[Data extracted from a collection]
────────
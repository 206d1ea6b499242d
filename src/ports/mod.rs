//! Ports - Interfaces for external dependencies.
//!
//! Following hexagonal architecture, ports define the contracts between
//! the domain and the outside world. Adapters implement these ports.
//!
//! - `FlowRunner` - Runs the hosted Langflow flow and returns its JSON body
//! - `TranscriptStore` - Append-only session transcript storage

mod flow_runner;
mod transcript_store;

pub use flow_runner::{FlowError, FlowRunRequest, FlowRunner, RunnerInfo};
pub use transcript_store::{TranscriptError, TranscriptStore};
────────
▸ Exercise description: A faithful copy of all the records is required.

▸ Exercise result:
repository 206d1ea6b499242d
filename src/ports/mod.rs
//! Ports - Interfaces for external dependencies.
//!
//! Following hexagonal architecture, ports define the contracts between
//! the domain and the outside world. Adapters implement these ports.
//!
//! - `FlowRunner` - Runs the hosted Langflow flow and returns its JSON body
//! - `TranscriptStore` - Append-only session transcript storage

mod flow_runner;
mod transcript_store;

pub use flow_runner::{FlowError, FlowRunRequest, FlowRunner, RunnerInfo};
pub use transcript_store::{TranscriptError, TranscriptStore};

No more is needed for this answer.